(Stored data entries)
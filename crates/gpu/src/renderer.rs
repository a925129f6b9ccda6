//! Turns a [`GlobeScene`] into buffer contents.
//!
//! Sphere meshes, tracks and endpoints are uploaded once; only the uniform
//! block and the moving markers change per frame.

use foundation::math::Vec3;
use scene::camera::PerspectiveCamera;
use scene::config::FlightsConfig;
use scene::flights::FlightPaths;
use scene::GlobeScene;
use scene::mesh::SphereMesh;

use crate::globals::{Globals, Viewport};
use crate::vertex::{GlobeVertex, MarkerInstance, TrackVertex};

fn to_f32(v: Vec3) -> [f32; 3] {
    [v.x as f32, v.y as f32, v.z as f32]
}

/// Interleave a sphere mesh.
pub fn sphere_vertices(mesh: &SphereMesh) -> Vec<GlobeVertex> {
    mesh.positions
        .iter()
        .zip(&mesh.normals)
        .zip(&mesh.uvs)
        .map(|((position, normal), uv)| GlobeVertex {
            position: *position,
            normal: *normal,
            uv: *uv,
        })
        .collect()
}

/// Line-list vertices: each segment runs from the start color to the end color.
pub fn track_vertices(paths: &FlightPaths, config: &FlightsConfig) -> Vec<TrackVertex> {
    let start_color = config.track_start_color.to_rgb();
    let end_color = config.track_end_color.to_rgb();
    paths
        .track_segments(config.track_samples)
        .iter()
        .flat_map(|segment| {
            [
                TrackVertex {
                    position: to_f32(segment.start),
                    color: start_color,
                },
                TrackVertex {
                    position: to_f32(segment.end),
                    color: end_color,
                },
            ]
        })
        .collect()
}

pub fn marker_instances(points: &[Vec3]) -> Vec<MarkerInstance> {
    points
        .iter()
        .map(|p| MarkerInstance::at(to_f32(*p)))
        .collect()
}

/// Everything that is uploaded once per scene.
#[derive(Debug, Clone, Default)]
pub struct StaticBuffers {
    pub globe_vertices: Vec<GlobeVertex>,
    pub globe_indices: Vec<u32>,
    pub star_vertices: Vec<GlobeVertex>,
    pub star_indices: Vec<u32>,
    pub track_vertices: Vec<TrackVertex>,
    pub endpoint_instances: Vec<MarkerInstance>,
}

/// Per-frame uploads.
#[derive(Debug, Clone)]
pub struct FramePacket {
    pub globals: Globals,
    pub markers: Vec<MarkerInstance>,
}

pub struct Renderer;

impl Renderer {
    pub fn static_buffers(scene: &GlobeScene) -> StaticBuffers {
        StaticBuffers {
            globe_vertices: sphere_vertices(&scene.globe_mesh),
            globe_indices: scene.globe_mesh.indices.clone(),
            star_vertices: sphere_vertices(&scene.star_mesh),
            star_indices: scene.star_mesh.indices.clone(),
            track_vertices: track_vertices(&scene.paths, &scene.config.flights),
            endpoint_instances: marker_instances(&scene.endpoints),
        }
    }

    /// Uniforms and marker instances for one frame.
    pub fn prepare(
        scene: &GlobeScene,
        camera: &PerspectiveCamera,
        markers: &[Vec3],
        viewport: Viewport,
    ) -> FramePacket {
        FramePacket {
            globals: Globals::new(&scene.config, camera, scene.spin.model_matrix(), viewport),
            markers: marker_instances(markers),
        }
    }
}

# Problem requirements:
Whenever a line above contains "globals", copy that line.

# Solution:
use crate::globals::{Globals, Viewport};
    pub globals: Globals,
            globals: Globals::new(&scene.config, camera, scene.spin.model_matrix(), viewport),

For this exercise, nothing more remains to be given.